Occupation-Occupation- Those engaged in industries such as construction, extraction (mining, oil and gas extraction), and health care workers have higher proportional rates for fatal overdose than other occupations. This could be both due to the higher risk of injury from physical labor and the need to work in order to get paid.
Overdose Risks
Polydrug use. Opioids produce sedation. Combine an opioid with other sedatives like benzodiazepines and/or alcohol and there is increased risk for unconsciousness and depressed respirations. Using opioids with stimulants like cocaine or methamphetamine can also exacerbate risk. Stimulants can cause vasoconstriction, a narrowing of the body’s blood vessels, as well as an accelerated heart rate, requiring the body to use more oxygen at the same time the opioids are depressing the body’s ability to obtain oxygen, leading to hypoxia and death. In 2021, 32.3% of all fatal overdoses contained both fentanyl and a stimulant, although it is not clear the role the stimulants played in any individual death.
Injecting Opioids– Opioids can be used through several different routes. Injecting directly into the bloodstream provides the quickest and most powerful delivery. The bioavailability — the amount of drug that reaches the brain is highest with intravenous delivery. The stereotype of the drug user dying with the needle still in their arm is based in fact. The drug can hit the brain while the user is still slowly pushing the syringe plunger forward.

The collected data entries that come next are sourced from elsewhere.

use std::collections::{BTreeMap, HashMap};
use std::sync::{Arc, Mutex};
use std::time::Duration;

use async_trait::async_trait;
use libwatch::{
    BackoffPolicy, KvClient, KvError, LongPollEngine, SessionState, Snapshot, SnapshotCallback,
    SnapshotSink, TopologyWatchCoordinator, WatchOptions,
};
use tokio::sync::mpsc::{self, UnboundedReceiver, UnboundedSender};
use tokio::time::timeout;

const REF_KEY: &str = "config/shop/application/composite/structureRef";

type Reply = Result<Snapshot, KvError>;

/// KV client whose replies are pushed per path by the test. Unknown paths, or
/// paths with no queued reply, block until a reply arrives.
#[derive(Default)]
struct ScriptedKv {
    feeds: Mutex<HashMap<String, Arc<tokio::sync::Mutex<UnboundedReceiver<Reply>>>>>,
    senders: Mutex<HashMap<String, UnboundedSender<Reply>>>,
    calls: Mutex<Vec<(String, u64)>>,
}

impl ScriptedKv {
    fn feed(&self, path: &str) -> UnboundedSender<Reply> {
        let mut senders = self.senders.lock().unwrap();
        if let Some(tx) = senders.get(path) {
            return tx.clone();
        }
        let (tx, rx) = mpsc::unbounded_channel();
        senders.insert(path.to_string(), tx.clone());
        self.feeds
            .lock()
            .unwrap()
            .insert(path.to_string(), Arc::new(tokio::sync::Mutex::new(rx)));
        tx
    }

    fn calls_for(&self, path: &str) -> Vec<u64> {
        self.calls
            .lock()
            .unwrap()
            .iter()
            .filter(|(p, _)| p == path)
            .map(|(_, i)| *i)
            .collect()
    }
}

#[async_trait]
impl KvClient for ScriptedKv {
    async fn await_changes(&self, path: &str, since: u64, _wait: Duration) -> Reply {
        self.calls.lock().unwrap().push((path.to_string(), since));
        let feed = self.feeds.lock().unwrap().get(path).cloned();
        match feed {
            Some(feed) => match feed.lock().await.recv().await {
                Some(reply) => reply,
                None => std::future::pending().await,
            },
            None => std::future::pending().await,
        }
    }
}

fn snap(index: u64, entries: &[(&str, &str)]) -> Reply {
    let map: BTreeMap<String, String> = entries
        .iter()
        .map(|(k, v)| (k.to_string(), v.to_string()))
        .collect();
    Ok(Snapshot::new(index, map))
}

fn failure() -> Reply {
    Err(KvError::Unavailable("connection refused".into()))
}

fn recording_callback() -> (SnapshotCallback, UnboundedReceiver<u64>) {
    let (tx, rx) = mpsc::unbounded_channel();
    let cb: SnapshotCallback = Arc::new(move |s: &Snapshot| {
        tx.send(s.index())?;
        Ok(())
    });
    (cb, rx)
}

async fn drain(rx: &mut UnboundedReceiver<u64>) -> Vec<u64> {
    let mut out = Vec::new();
    while let Ok(Some(i)) = timeout(Duration::from_secs(1), rx.recv()).await {
        out.push(i);
    }
    out
}

fn engine(kv: &Arc<ScriptedKv>) -> LongPollEngine {
    LongPollEngine::new(
        kv.clone(),
        Duration::from_secs(540),
        Duration::from_secs(5),
    )
}

#[tokio::test(start_paused = true)]
async fn test_delivers_only_increasing_indices() {
    let kv = Arc::new(ScriptedKv::default());
    let tx = kv.feed("composite/a/");
    for i in [5, 5, 7, 6, 9] {
        tx.send(snap(i, &[])).unwrap();
    }
    let (cb, mut rx) = recording_callback();
    let session = engine(&kv).watch("composite/a/", WatchOptions::default(), cb);

    assert_eq!(drain(&mut rx).await, vec![5, 7, 9]);
    assert_eq!(session.last_seen_index(), 9);
    assert_eq!(kv.calls_for("composite/a/"), vec![0, 5, 5, 7, 7, 9]);
}

#[tokio::test(start_paused = true)]
async fn test_equal_index_not_redelivered_without_fire_on_first() {
    let kv = Arc::new(ScriptedKv::default());
    let tx = kv.feed("p");
    for i in [0, 3, 3] {
        tx.send(snap(i, &[])).unwrap();
    }
    let (cb, mut rx) = recording_callback();
    let _session = engine(&kv).watch("p", WatchOptions::default(), cb);
    assert_eq!(drain(&mut rx).await, vec![3]);
}

#[tokio::test(start_paused = true)]
async fn test_fire_on_first_success_delivers_unchanged_index() {
    let kv = Arc::new(ScriptedKv::default());
    let tx = kv.feed("p");
    tx.send(snap(0, &[])).unwrap();
    tx.send(snap(0, &[])).unwrap();
    tx.send(snap(2, &[])).unwrap();
    let (cb, mut rx) = recording_callback();
    let options = WatchOptions {
        fire_on_first_success: true,
        backoff: None,
    };
    let _session = engine(&kv).watch("p", options, cb);
    assert_eq!(drain(&mut rx).await, vec![0, 2]);
}

#[tokio::test(start_paused = true)]
async fn test_error_keeps_index_and_waits_error_delay() {
    let kv = Arc::new(ScriptedKv::default());
    let tx = kv.feed("p");
    tx.send(snap(4, &[])).unwrap();
    tx.send(failure()).unwrap();
    let (cb, mut rx) = recording_callback();
    let _session = engine(&kv).watch("p", WatchOptions::default(), cb);

    assert_eq!(rx.recv().await, Some(4));
    tokio::task::yield_now().await;
    // the failed poll schedules the retry five seconds out
    tokio::time::sleep(Duration::from_secs(4)).await;
    assert_eq!(kv.calls_for("p"), vec![0, 4]);
    tokio::time::sleep(Duration::from_secs(2)).await;
    assert_eq!(kv.calls_for("p"), vec![0, 4, 4]);

    tx.send(snap(8, &[])).unwrap();
    assert_eq!(rx.recv().await, Some(8));
}

#[tokio::test(start_paused = true)]
async fn test_errors_use_backoff_when_configured() {
    let kv = Arc::new(ScriptedKv::default());
    let tx = kv.feed("p");
    for _ in 0..3 {
        tx.send(failure()).unwrap();
    }
    let (cb, _rx) = recording_callback();
    let options = WatchOptions {
        fire_on_first_success: false,
        backoff: Some(
            BackoffPolicy::new(Duration::from_secs(10), Duration::from_secs(60)).unwrap(),
        ),
    };
    let _session = engine(&kv).watch("p", options, cb);

    // retries land at 8.5..11.5s and then 22.95..37.95s
    tokio::time::sleep(Duration::from_secs(8)).await;
    assert_eq!(kv.calls_for("p").len(), 1);
    tokio::time::sleep(Duration::from_secs(4)).await;
    assert_eq!(kv.calls_for("p").len(), 2);
    tokio::time::sleep(Duration::from_secs(10)).await;
    assert_eq!(kv.calls_for("p").len(), 2);
    tokio::time::sleep(Duration::from_secs(18)).await;
    assert_eq!(kv.calls_for("p").len(), 3);
}

#[tokio::test(start_paused = true)]
async fn test_callback_error_does_not_stop_polling() {
    let kv = Arc::new(ScriptedKv::default());
    let tx = kv.feed("p");
    tx.send(snap(1, &[])).unwrap();
    tx.send(snap(2, &[])).unwrap();
    let seen = Arc::new(Mutex::new(Vec::new()));
    let cb: SnapshotCallback = {
        let seen = seen.clone();
        Arc::new(move |s: &Snapshot| {
            seen.lock().unwrap().push(s.index());
            anyhow::bail!("downstream broken")
        })
    };
    let _session = engine(&kv).watch("p", WatchOptions::default(), cb);
    tokio::time::sleep(Duration::from_secs(1)).await;
    assert_eq!(*seen.lock().unwrap(), vec![1, 2]);
    assert_eq!(kv.calls_for("p"), vec![0, 1, 2]);
}

#[tokio::test(start_paused = true)]
async fn test_cancel_discards_in_flight_response() {
    let kv = Arc::new(ScriptedKv::default());
    let tx = kv.feed("p");
    let (cb, mut rx) = recording_callback();
    let session = engine(&kv).watch("p", WatchOptions::default(), cb);

    tokio::time::sleep(Duration::from_millis(10)).await;
    assert_eq!(session.state(), SessionState::Polling);
    assert_eq!(kv.calls_for("p"), vec![0]);

    session.cancel();
    session.cancel();
    let _ = tx.send(snap(3, &[]));

    assert!(drain(&mut rx).await.is_empty());
    assert_eq!(kv.calls_for("p"), vec![0]);
    assert_eq!(session.state(), SessionState::Cancelled);
    assert_eq!(session.last_seen_index(), 0);
}

#[tokio::test(start_paused = true)]
async fn test_cancel_during_retry_delay_stops_loop() {
    let kv = Arc::new(ScriptedKv::default());
    let tx = kv.feed("p");
    tx.send(failure()).unwrap();
    let (cb, _rx) = recording_callback();
    let session = engine(&kv).watch("p", WatchOptions::default(), cb);

    tokio::time::sleep(Duration::from_secs(1)).await;
    assert_eq!(session.state(), SessionState::Scheduled);
    session.cancel();
    tokio::time::sleep(Duration::from_secs(30)).await;
    assert_eq!(kv.calls_for("p"), vec![0]);
}

struct Harness {
    kv: Arc<ScriptedKv>,
    coordinator: TopologyWatchCoordinator,
    delivered: UnboundedReceiver<Snapshot>,
}

fn harness() -> Harness {
    let kv = Arc::new(ScriptedKv::default());
    let (tx, delivered) = mpsc::unbounded_channel();
    let sink: SnapshotSink = Arc::new(move |s: Snapshot| {
        tx.send(s)?;
        Ok(())
    });
    let coordinator = TopologyWatchCoordinator::new(
        engine(&kv),
        REF_KEY,
        BackoffPolicy::new(Duration::from_secs(1), Duration::from_secs(30)).unwrap(),
        sink,
    );
    Harness {
        kv,
        coordinator,
        delivered,
    }
}

async fn settle() {
    tokio::time::sleep(Duration::from_millis(50)).await;
}

#[tokio::test(start_paused = true)]
async fn test_coordinator_follows_pointer() {
    let mut h = harness();
    let reference = h.kv.feed(REF_KEY);
    let data_a = h.kv.feed("composite/a/");

    reference.send(snap(1, &[(REF_KEY, "composite/a/")])).unwrap();
    data_a
        .send(snap(7, &[("composite/a/structure/a/compositeRole", "baseline")]))
        .unwrap();
    h.coordinator.start();
    settle().await;

    assert_eq!(h.coordinator.active_prefix().as_deref(), Some("composite/a/"));
    let s = h.delivered.recv().await.unwrap();
    assert_eq!(s.index(), 7);
    assert_eq!(
        s.get("composite/a/structure/a/compositeRole"),
        Some("baseline")
    );
}

#[tokio::test(start_paused = true)]
async fn test_coordinator_same_prefix_does_not_restart() {
    let h = harness();
    let reference = h.kv.feed(REF_KEY);
    h.kv.feed("composite/a/");

    reference.send(snap(1, &[(REF_KEY, "composite/a/")])).unwrap();
    h.coordinator.start();
    settle().await;
    reference.send(snap(2, &[(REF_KEY, " composite/a/ ")])).unwrap();
    settle().await;

    assert_eq!(h.kv.calls_for("composite/a/"), vec![0]);
    assert_eq!(h.coordinator.active_prefix().as_deref(), Some("composite/a/"));
}

#[tokio::test(start_paused = true)]
async fn test_coordinator_switches_and_pauses() {
    let mut h = harness();
    let reference = h.kv.feed(REF_KEY);
    let data_a = h.kv.feed("composite/a/");
    let data_b = h.kv.feed("composite/b/");

    reference.send(snap(1, &[(REF_KEY, "composite/a/")])).unwrap();
    h.coordinator.start();
    settle().await;

    reference.send(snap(2, &[(REF_KEY, "composite/b/")])).unwrap();
    settle().await;
    assert_eq!(h.coordinator.active_prefix().as_deref(), Some("composite/b/"));
    assert_eq!(h.kv.calls_for("composite/b/"), vec![0]);

    // the closed watch on a must not deliver anything anymore
    let _ = data_a.send(snap(9, &[]));
    data_b.send(snap(4, &[])).unwrap();
    settle().await;
    assert_eq!(h.delivered.recv().await.unwrap().index(), 4);
    assert!(h.delivered.try_recv().is_err());

    reference.send(snap(3, &[(REF_KEY, "   ")])).unwrap();
    settle().await;
    assert_eq!(h.coordinator.active_prefix(), None);
    let _ = data_b.send(snap(5, &[]));
    settle().await;
    assert!(h.delivered.try_recv().is_err());
    assert!(h.coordinator.is_running());
}

#[tokio::test(start_paused = true)]
async fn test_coordinator_start_is_idempotent_and_stop_ignores_late_events() {
    let mut h = harness();
    let reference = h.kv.feed(REF_KEY);
    let data_a = h.kv.feed("composite/a/");

    h.coordinator.start();
    h.coordinator.start();
    settle().await;
    assert_eq!(h.kv.calls_for(REF_KEY), vec![0]);

    h.coordinator.stop();
    assert!(!h.coordinator.is_running());
    let _ = reference.send(snap(1, &[(REF_KEY, "composite/a/")]));
    settle().await;
    assert_eq!(h.coordinator.active_prefix(), None);
    assert!(h.kv.calls_for("composite/a/").is_empty());

    h.coordinator.start();
    reference.send(snap(2, &[(REF_KEY, "composite/a/")])).unwrap();
    data_a.send(snap(3, &[])).unwrap();
    settle().await;
    assert_eq!(h.coordinator.active_prefix().as_deref(), Some("composite/a/"));
    assert_eq!(h.delivered.recv().await.unwrap().index(), 3);
}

Abstinence/Reduced Tolerance-Years ago, I thought many of my patients were lying to me when they said things to me like: “I don’t use drugs anymore.” “I just slipped up.” “I haven’t used in months.” “I just got out of rehab.” “This is the first time in two years I have used.” When I started reading about drug use, I began to understand the truth behind many of their statements. Only a small amount of opioid may be needed to get a novice or opioid naive person high. That same person should they continue to use will soon need greater amounts of the drug to achieve the same high. People who use opioids on a regular basis develop tolerance to the opioid. This tolerance can develop in a metter of days. When tolerance develops, a higher dose of the opioid is needed to achieve the same effects. The body has adjusted to the opioid. When someone stops using opioids their tolerance drops so if a person who is used to doing “three bags“of heroin at a time, uses “three bags” when they return to using opioids after an extended absence, they will likely overdose as their body is no longer tolerant to such a dose.

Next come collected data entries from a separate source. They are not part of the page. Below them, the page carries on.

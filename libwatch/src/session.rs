use std::sync::atomic::{AtomicBool, AtomicU64, Ordering};
use std::sync::{Arc, Mutex};

use tokio_util::sync::{CancellationToken, WaitForCancellationFuture};

use crate::kv::Snapshot;

#[derive(Debug, Clone, Copy, PartialEq, Eq)]
pub enum SessionState {
    Idle,
    Polling,
    Scheduled,
    Cancelled,
}

/// Handle to one watched path.
///
/// The poll loop owning the session is the only writer of its index; the
/// handle can be cloned freely to observe or cancel it.
#[derive(Debug, Clone)]
pub struct LongPollSession {
    inner: Arc<SessionInner>,
}

#[derive(Debug)]
struct SessionInner {
    path: String,
    last_seen_index: AtomicU64,
    responded: AtomicBool,
    state: Mutex<SessionState>,
    token: CancellationToken,
}

impl LongPollSession {
    pub(crate) fn new(path: String) -> Self {
        Self {
            inner: Arc::new(SessionInner {
                path,
                last_seen_index: AtomicU64::new(0),
                responded: AtomicBool::new(false),
                state: Mutex::new(SessionState::Idle),
                token: CancellationToken::new(),
            }),
        }
    }

    pub fn path(&self) -> &str {
        &self.inner.path
    }

    pub fn last_seen_index(&self) -> u64 {
        self.inner.last_seen_index.load(Ordering::Acquire)
    }

    pub fn state(&self) -> SessionState {
        *self
            .inner
            .state
            .lock()
            .unwrap_or_else(|poisoned| poisoned.into_inner())
    }

    /// Stops the session. Safe to call any number of times.
    pub fn cancel(&self) {
        let mut state = self
            .inner
            .state
            .lock()
            .unwrap_or_else(|poisoned| poisoned.into_inner());
        *state = SessionState::Cancelled;
        self.inner.token.cancel();
    }

    pub fn is_cancelled(&self) -> bool {
        self.inner.token.is_cancelled()
    }

    pub fn same_session(&self, other: &LongPollSession) -> bool {
        Arc::ptr_eq(&self.inner, &other.inner)
    }

    pub(crate) fn cancelled(&self) -> WaitForCancellationFuture<'_> {
        self.inner.token.cancelled()
    }

    /// Moves to `next` unless the session was cancelled; returns whether the
    /// loop may continue.
    pub(crate) fn transition(&self, next: SessionState) -> bool {
        let mut state = self
            .inner
            .state
            .lock()
            .unwrap_or_else(|poisoned| poisoned.into_inner());
        if *state == SessionState::Cancelled {
            return false;
        }
        *state = next;
        true
    }

    /// Records a successful response and decides whether it is delivered.
    ///
    /// The index only ever moves forward. With `fire_on_first` the first
    /// response is delivered whatever its index.
    pub(crate) fn accept(&self, snapshot: &Snapshot, fire_on_first: bool) -> bool {
        let first = !self.inner.responded.swap(true, Ordering::AcqRel);
        let previous = self
            .inner
            .last_seen_index
            .fetch_max(snapshot.index(), Ordering::AcqRel);
        let advanced = snapshot.index() > previous;
        (fire_on_first && first) || advanced
    }
}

Those with lowered tolerance include, patients recently discharged from treatment, those recently released from incarceration, and those who have undergone a self-imposed period of abstinence. Many prisons and drug treatment facilities now routinely give the people naloxone on their discharge. Unfortunately, this same group of people (those released from prison, people who are out of rehab and those with a self imposed period of abstinence) are likely to hide their drug use from others and will often use alone. I was sent for a welfare check on a man living in a rented room. A neighbor had complained of the smell. The supervisor left us in. A man lay dead on the floor. He’d been there for a few days. I found a box of narcan on the card table in the spartan room, along with paperwork from his prison discharge. The naloxone had instructions on how to use it. The problem was there was no one to administer it. It was far from a unique scene.

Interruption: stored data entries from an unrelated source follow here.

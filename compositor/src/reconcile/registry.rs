use std::collections::BTreeSet;
use std::sync::Arc;

use async_trait::async_trait;
use common::CompositeSpec;
use libtopology::keys::{
    BLUE_GREEN_ROLE, COMPOSITE_ROLE, CONTROLLER_NAMESPACE, composite_prefix, structure_key,
    structure_ref_key,
};
use log::debug;

use super::{DownstreamNotifier, ResourceUpdater, UpdateError};
use crate::api::xlinestore::XlineStore;

/// Structure facts and `structureRef` pointers describing `spec`.
///
/// A baseline spec places its namespaces in the baseline role. A satellite
/// spec places its own namespaces in the satellite role and re-asserts the
/// baseline it is attached to.
pub fn structure_facts(spec: &CompositeSpec) -> Vec<(String, String)> {
    let id = spec.composite_id();
    let mut facts = Vec::new();
    match &spec.baseline {
        None => push_group(
            &mut facts,
            id,
            "baseline",
            &spec.origin_namespace,
            spec.controller_namespace.as_deref(),
            spec.peer_namespace.as_deref(),
        ),
        Some(baseline) => {
            push_group(
                &mut facts,
                id,
                "baseline",
                &baseline.origin_namespace,
                baseline.controller_namespace.as_deref(),
                baseline.peer_namespace.as_deref(),
            );
            push_group(
                &mut facts,
                id,
                "satellite",
                &spec.origin_namespace,
                spec.controller_namespace.as_deref(),
                spec.peer_namespace.as_deref(),
            );
        }
    }
    facts
}

fn push_group(
    facts: &mut Vec<(String, String)>,
    id: &str,
    role: &str,
    origin: &str,
    controller: Option<&str>,
    peer: Option<&str>,
) {
    let mut fact = |ns: &str, attribute: &str, value: &str| {
        facts.push((structure_key(id, ns, attribute), value.to_string()));
    };
    // blank names count as unset, as in validation
    let controller = controller.filter(|s| !s.trim().is_empty());
    let peer = peer.filter(|s| !s.trim().is_empty());
    let members: Vec<&str> = match (controller, peer) {
        (Some(controller), Some(peer)) => {
            for (ns, bg) in [(controller, "controller"), (origin, "origin"), (peer, "peer")] {
                fact(ns, COMPOSITE_ROLE, role);
                fact(ns, BLUE_GREEN_ROLE, bg);
                if ns != controller {
                    fact(ns, CONTROLLER_NAMESPACE, controller);
                }
            }
            vec![controller, origin, peer]
        }
        _ => {
            fact(origin, COMPOSITE_ROLE, role);
            vec![origin]
        }
    };
    for ns in members {
        facts.push((structure_ref_key(ns), composite_prefix(id)));
    }
}

/// Registers composite structure facts in xline.
pub struct XlineStructureRegistry {
    store: Arc<XlineStore>,
    enabled: bool,
}

impl XlineStructureRegistry {
    pub fn new(store: Arc<XlineStore>, enabled: bool) -> Self {
        Self { store, enabled }
    }
}

#[async_trait]
impl ResourceUpdater for XlineStructureRegistry {
    async fn register_or_update(&self, spec: &CompositeSpec) -> Result<(), UpdateError> {
        if !self.enabled {
            return Err(UpdateError::Disabled(
                "structure registration is turned off".to_string(),
            ));
        }
        let facts = structure_facts(spec);
        debug!(
            "writing {} structure facts for composite {}",
            facts.len(),
            spec.composite_id()
        );
        self.store.put_facts(&facts).await?;
        Ok(())
    }

    async fn members_of(&self, composite_id: &str) -> Result<BTreeSet<String>, UpdateError> {
        Ok(self.store.structure_namespaces(composite_id).await?)
    }
}

/// Publishes the member namespaces of each composite under
/// `/registry/composite-members/<id>`.
pub struct MembershipNotifier {
    store: Arc<XlineStore>,
}

impl MembershipNotifier {
    pub fn new(store: Arc<XlineStore>) -> Self {
        Self { store }
    }
}

#[async_trait]
impl DownstreamNotifier for MembershipNotifier {
    fn name(&self) -> &str {
        "membership"
    }

    async fn notify(
        &self,
        composite_id: &str,
        members: &BTreeSet<String>,
    ) -> Result<(), UpdateError> {
        self.store.put_members(composite_id, members).await?;
        Ok(())
    }
}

Prior non-fatal overdose. A study in Massachusetts showed that 10% of the people who received naloxone from EMS for an overdose were dead within a year. Not everyone who overdoses is going to overdose again. Nearly all opioid overdoses are accidental. Overdosing is unpleasant, and so is resuscitation with naloxone, but as long as people use illicit street drugs, the risk is going to be there. Each use is Russian Roulette.
Death Risk
Using Alone -The number one risk factor for dying of a fatal overdose is using opioids alone. According to the CDC, ninety-one percent of all fatal opioid overdoses in 2021 were unwitnessed.